● **EXERCISE DETAILS**: From the first record to the last, write each one out again exactly.

● **INFORMATION**:
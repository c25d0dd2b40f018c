#![no_main]

use std::sync::Arc;

use bytes::Bytes;
use chunkxfer::{ByteStream, ResumableReadStream, ResumeOptions, byte_stream};
use futures_util::{StreamExt, stream};
use libfuzzer_sys::fuzz_target;

// Each attempt delivers `cuts[attempt]` bytes of the remaining range
// (0 means the full remainder); the reader must either deliver the exact
// range or fail, never yield wrong bytes.
fuzz_target!(|input: (u8, Vec<u8>, Vec<u8>)| {
    let (max_retries, cuts, data) = input;
    let max_retries = u32::from(max_retries % 8);
    let data = Arc::new(data);
    let cuts = Arc::new(cuts);
    let count = data.len() as u64;

    let serve = {
        let data = data.clone();
        let cuts = cuts.clone();
        move |attempt: usize, from: u64| -> ByteStream {
            let remaining = data.len() - from as usize;
            let cut = cuts.get(attempt).copied().unwrap_or(0) as usize;
            let len = if cut == 0 { remaining } else { cut.min(remaining) };
            let part = Bytes::copy_from_slice(&data[from as usize..from as usize + len]);
            byte_stream(stream::iter(vec![Ok::<_, std::io::Error>(part)]))
        }
    };

    let runtime = tokio::runtime::Builder::new_current_thread()
        .build()
        .unwrap();

    runtime.block_on(async move {
        let initial = serve(0, 0);
        let mut attempt = 0;
        let mut reader = ResumableReadStream::new(
            initial,
            move |at| {
                attempt += 1;
                let stream = serve(attempt, at);
                async move { Ok::<_, std::io::Error>(stream) }
            },
            0,
            count,
            ResumeOptions::default().with_max_retries(max_retries),
        )
        .unwrap();

        let mut out = Vec::new();
        let mut failed = false;
        while let Some(item) = reader.next().await {
            match item {
                Ok(chunk) => out.extend_from_slice(&chunk),
                Err(e) => {
                    assert!(e.is_data_corruption());
                    failed = true;
                }
            }
        }

        assert_eq!(&out[..], &data[..out.len()]);
        if !failed {
            assert_eq!(out.len(), data.len());
        }
        assert!(reader.retries() <= max_retries);
    });
});
//! Bounded pool of fixed-size chunk buffers.

use std::fmt;
use std::ops::Deref;
use std::sync::{Arc, Mutex, PoisonError, Weak};

/// Free list shared between the pool and the buffers it handed out.
#[derive(Debug, Default)]
struct FreeList {
    buffers: Mutex<Vec<Vec<u8>>>,
}

impl FreeList {
    fn pop(&self) -> Option<Vec<u8>> {
        self.buffers
            .lock()
            .unwrap_or_else(PoisonError::into_inner)
            .pop()
    }

    fn push(&self, buf: Vec<u8>) {
        self.buffers
            .lock()
            .unwrap_or_else(PoisonError::into_inner)
            .push(buf);
    }

    #[cfg(test)]
    fn len(&self) -> usize {
        self.buffers
            .lock()
            .unwrap_or_else(PoisonError::into_inner)
            .len()
    }
}

/// Allocates at most `max_buffers` buffers of `buffer_size` bytes and
/// recycles them for its whole lifetime.
#[derive(Debug)]
pub(crate) struct BufferPool {
    free: Arc<FreeList>,
    buffer_size: usize,
    max_buffers: usize,
    allocated: usize,
}

impl BufferPool {
    pub(crate) fn new(buffer_size: usize, max_buffers: usize) -> Self {
        Self {
            free: Arc::new(FreeList::default()),
            buffer_size,
            max_buffers,
            allocated: 0,
        }
    }

    /// Takes a free buffer, allocating a new one while under the cap.
    ///
    /// Returns `None` when every buffer is queued or held by a handler.
    pub(crate) fn acquire(&mut self) -> Option<Vec<u8>> {
        if let Some(buf) = self.free.pop() {
            return Some(buf);
        }
        if self.allocated < self.max_buffers {
            self.allocated += 1;
            return Some(Vec::with_capacity(self.buffer_size));
        }
        None
    }

    /// Wraps a filled buffer so it returns here when dropped.
    pub(crate) fn lease(&self, data: Vec<u8>, offset: u64) -> ChunkBuffer {
        ChunkBuffer {
            data,
            offset,
            home: Arc::downgrade(&self.free),
        }
    }

    /// Number of buffers allocated so far.
    pub(crate) fn allocated(&self) -> usize {
        self.allocated
    }

    /// Number of buffers sitting in the free list.
    #[cfg(test)]
    pub(crate) fn available(&self) -> usize {
        self.free.len()
    }
}

/// A filled chunk handed to a chunk handler.
///
/// The handler owns the buffer for the duration of the call. Dropping it
/// (normally when the handler's future completes) returns the storage to the
/// scheduler's pool for the next chunk.
pub struct ChunkBuffer {
    data: Vec<u8>,
    offset: u64,
    home: Weak<FreeList>,
}

impl ChunkBuffer {
    /// Offset of the first byte of this chunk in the input stream.
    pub fn offset(&self) -> u64 {
        self.offset
    }

    /// Returns the chunk bytes.
    pub fn as_slice(&self) -> &[u8] {
        &self.data
    }

    /// Returns the number of bytes in the chunk.
    pub fn len(&self) -> usize {
        self.data.len()
    }

    /// Returns true if the chunk holds no bytes.
    pub fn is_empty(&self) -> bool {
        self.data.is_empty()
    }

    /// Offset one past the last byte of this chunk.
    pub fn end(&self) -> u64 {
        self.offset + self.data.len() as u64
    }

    /// Copies the chunk into an owned [`bytes::Bytes`], e.g. for a request body
    /// that must outlive the handler call.
    pub fn to_bytes(&self) -> bytes::Bytes {
        bytes::Bytes::copy_from_slice(&self.data)
    }
}

impl Deref for ChunkBuffer {
    type Target = [u8];

    fn deref(&self) -> &[u8] {
        &self.data
    }
}

impl AsRef<[u8]> for ChunkBuffer {
    fn as_ref(&self) -> &[u8] {
        &self.data
    }
}

impl fmt::Debug for ChunkBuffer {
    fn fmt(&self, f: &mut fmt::Formatter<'_>) -> fmt::Result {
        f.debug_struct("ChunkBuffer")
            .field("offset", &self.offset)
            .field("len", &self.data.len())
            .finish()
    }
}

impl Drop for ChunkBuffer {
    fn drop(&mut self) {
        // Pool already gone: let the allocation go with it.
        if let Some(home) = self.home.upgrade() {
            let mut data = std::mem::take(&mut self.data);
            data.clear();
            home.push(data);
        }
    }
}

#[cfg(test)]
mod tests {
    use super::*;

    #[test]
    fn test_acquire_respects_cap() {
        let mut pool = BufferPool::new(16, 2);
        let a = pool.acquire().unwrap();
        let b = pool.acquire().unwrap();
        assert!(pool.acquire().is_none());
        assert_eq!(pool.allocated(), 2);
        assert!(a.capacity() >= 16);
        assert!(b.capacity() >= 16);
    }

    #[test]
    fn test_drop_returns_buffer() {
        let mut pool = BufferPool::new(8, 1);
        let mut data = pool.acquire().unwrap();
        data.extend_from_slice(b"abcd");
        let ptr = data.as_ptr();

        let chunk = pool.lease(data, 4);
        assert_eq!(chunk.offset(), 4);
        assert_eq!(&chunk[..], b"abcd");
        assert_eq!(chunk.end(), 8);
        assert!(pool.acquire().is_none());

        drop(chunk);
        assert_eq!(pool.available(), 1);

        let reused = pool.acquire().unwrap();
        assert!(reused.is_empty());
        assert_eq!(reused.as_ptr(), ptr);
        assert_eq!(pool.allocated(), 1);
    }

    #[test]
    fn test_chunk_outliving_pool() {
        let mut pool = BufferPool::new(4, 1);
        let data = pool.acquire().unwrap();
        let chunk = pool.lease(data, 0);
        drop(pool);
        drop(chunk);
    }
}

● **ANSWER FOR THE TASK**:
repository c25d0dd2b40f018c
#![no_main]

use std::sync::Arc;

use bytes::Bytes;
use chunkxfer::{ByteStream, ResumableReadStream, ResumeOptions, byte_stream};
use futures_util::{StreamExt, stream};
use libfuzzer_sys::fuzz_target;

// Each attempt delivers `cuts[attempt]` bytes of the remaining range
// (0 means the full remainder); the reader must either deliver the exact
// range or fail, never yield wrong bytes.
fuzz_target!(|input: (u8, Vec<u8>, Vec<u8>)| {
    let (max_retries, cuts, data) = input;
    let max_retries = u32::from(max_retries % 8);
    let data = Arc::new(data);
    let cuts = Arc::new(cuts);
    let count = data.len() as u64;

    let serve = {
        let data = data.clone();
        let cuts = cuts.clone();
        move |attempt: usize, from: u64| -> ByteStream {
            let remaining = data.len() - from as usize;
            let cut = cuts.get(attempt).copied().unwrap_or(0) as usize;
            let len = if cut == 0 { remaining } else { cut.min(remaining) };
            let part = Bytes::copy_from_slice(&data[from as usize..from as usize + len]);
            byte_stream(stream::iter(vec![Ok::<_, std::io::Error>(part)]))
        }
    };

    let runtime = tokio::runtime::Builder::new_current_thread()
        .build()
        .unwrap();

    runtime.block_on(async move {
        let initial = serve(0, 0);
        let mut attempt = 0;
        let mut reader = ResumableReadStream::new(
            initial,
            move |at| {
                attempt += 1;
                let stream = serve(attempt, at);
                async move { Ok::<_, std::io::Error>(stream) }
            },
            0,
            count,
            ResumeOptions::default().with_max_retries(max_retries),
        )
        .unwrap();

        let mut out = Vec::new();
        let mut failed = false;
        while let Some(item) = reader.next().await {
            match item {
                Ok(chunk) => out.extend_from_slice(&chunk),
                Err(e) => {
                    assert!(e.is_data_corruption());
                    failed = true;
                }
            }
        }

        assert_eq!(&out[..], &data[..out.len()]);
        if !failed {
            assert_eq!(out.len(), data.len());
        }
        assert!(reader.retries() <= max_retries);
    });
});
//! Bounded pool of fixed-size chunk buffers.

use std::fmt;
use std::ops::Deref;
use std::sync::{Arc, Mutex, PoisonError, Weak};

/// Free list shared between the pool and the buffers it handed out.
#[derive(Debug, Default)]
struct FreeList {
    buffers: Mutex<Vec<Vec<u8>>>,
}

impl FreeList {
    fn pop(&self) -> Option<Vec<u8>> {
        self.buffers
            .lock()
            .unwrap_or_else(PoisonError::into_inner)
            .pop()
    }

    fn push(&self, buf: Vec<u8>) {
        self.buffers
            .lock()
            .unwrap_or_else(PoisonError::into_inner)
            .push(buf);
    }

    #[cfg(test)]
    fn len(&self) -> usize {
        self.buffers
            .lock()
            .unwrap_or_else(PoisonError::into_inner)
            .len()
    }
}

/// Allocates at most `max_buffers` buffers of `buffer_size` bytes and
/// recycles them for its whole lifetime.
#[derive(Debug)]
pub(crate) struct BufferPool {
    free: Arc<FreeList>,
    buffer_size: usize,
    max_buffers: usize,
    allocated: usize,
}

impl BufferPool {
    pub(crate) fn new(buffer_size: usize, max_buffers: usize) -> Self {
        Self {
            free: Arc::new(FreeList::default()),
            buffer_size,
            max_buffers,
            allocated: 0,
        }
    }

    /// Takes a free buffer, allocating a new one while under the cap.
    ///
    /// Returns `None` when every buffer is queued or held by a handler.
    pub(crate) fn acquire(&mut self) -> Option<Vec<u8>> {
        if let Some(buf) = self.free.pop() {
            return Some(buf);
        }
        if self.allocated < self.max_buffers {
            self.allocated += 1;
            return Some(Vec::with_capacity(self.buffer_size));
        }
        None
    }

    /// Wraps a filled buffer so it returns here when dropped.
    pub(crate) fn lease(&self, data: Vec<u8>, offset: u64) -> ChunkBuffer {
        ChunkBuffer {
            data,
            offset,
            home: Arc::downgrade(&self.free),
        }
    }

    /// Number of buffers allocated so far.
    pub(crate) fn allocated(&self) -> usize {
        self.allocated
    }

    /// Number of buffers sitting in the free list.
    #[cfg(test)]
    pub(crate) fn available(&self) -> usize {
        self.free.len()
    }
}

/// A filled chunk handed to a chunk handler.
///
/// The handler owns the buffer for the duration of the call. Dropping it
/// (normally when the handler's future completes) returns the storage to the
/// scheduler's pool for the next chunk.
pub struct ChunkBuffer {
    data: Vec<u8>,
    offset: u64,
    home: Weak<FreeList>,
}

impl ChunkBuffer {
    /// Offset of the first byte of this chunk in the input stream.
    pub fn offset(&self) -> u64 {
        self.offset
    }

    /// Returns the chunk bytes.
    pub fn as_slice(&self) -> &[u8] {
        &self.data
    }

    /// Returns the number of bytes in the chunk.
    pub fn len(&self) -> usize {
        self.data.len()
    }

    /// Returns true if the chunk holds no bytes.
    pub fn is_empty(&self) -> bool {
        self.data.is_empty()
    }

    /// Offset one past the last byte of this chunk.
    pub fn end(&self) -> u64 {
        self.offset + self.data.len() as u64
    }

    /// Copies the chunk into an owned [`bytes::Bytes`], e.g. for a request body
    /// that must outlive the handler call.
    pub fn to_bytes(&self) -> bytes::Bytes {
        bytes::Bytes::copy_from_slice(&self.data)
    }
}

impl Deref for ChunkBuffer {
    type Target = [u8];

    fn deref(&self) -> &[u8] {
        &self.data
    }
}

impl AsRef<[u8]> for ChunkBuffer {
    fn as_ref(&self) -> &[u8] {
        &self.data
    }
}

impl fmt::Debug for ChunkBuffer {
    fn fmt(&self, f: &mut fmt::Formatter<'_>) -> fmt::Result {
        f.debug_struct("ChunkBuffer")
            .field("offset", &self.offset)
            .field("len", &self.data.len())
            .finish()
    }
}

impl Drop for ChunkBuffer {
    fn drop(&mut self) {
        // Pool already gone: let the allocation go with it.
        if let Some(home) = self.home.upgrade() {
            let mut data = std::mem::take(&mut self.data);
            data.clear();
            home.push(data);
        }
    }
}

#[cfg(test)]
mod tests {
    use super::*;

    #[test]
    fn test_acquire_respects_cap() {
        let mut pool = BufferPool::new(16, 2);
        let a = pool.acquire().unwrap();
        let b = pool.acquire().unwrap();
        assert!(pool.acquire().is_none());
        assert_eq!(pool.allocated(), 2);
        assert!(a.capacity() >= 16);
        assert!(b.capacity() >= 16);
    }

    #[test]
    fn test_drop_returns_buffer() {
        let mut pool = BufferPool::new(8, 1);
        let mut data = pool.acquire().unwrap();
        data.extend_from_slice(b"abcd");
        let ptr = data.as_ptr();

        let chunk = pool.lease(data, 4);
        assert_eq!(chunk.offset(), 4);
        assert_eq!(&chunk[..], b"abcd");
        assert_eq!(chunk.end(), 8);
        assert!(pool.acquire().is_none());

        drop(chunk);
        assert_eq!(pool.available(), 1);

        let reused = pool.acquire().unwrap();
        assert!(reused.is_empty());
        assert_eq!(reused.as_ptr(), ptr);
        assert_eq!(pool.allocated(), 1);
    }

    #[test]
    fn test_chunk_outliving_pool() {
        let mut pool = BufferPool::new(4, 1);
        let data = pool.acquire().unwrap();
        let chunk = pool.lease(data, 0);
        drop(pool);
        drop(chunk);
    }
}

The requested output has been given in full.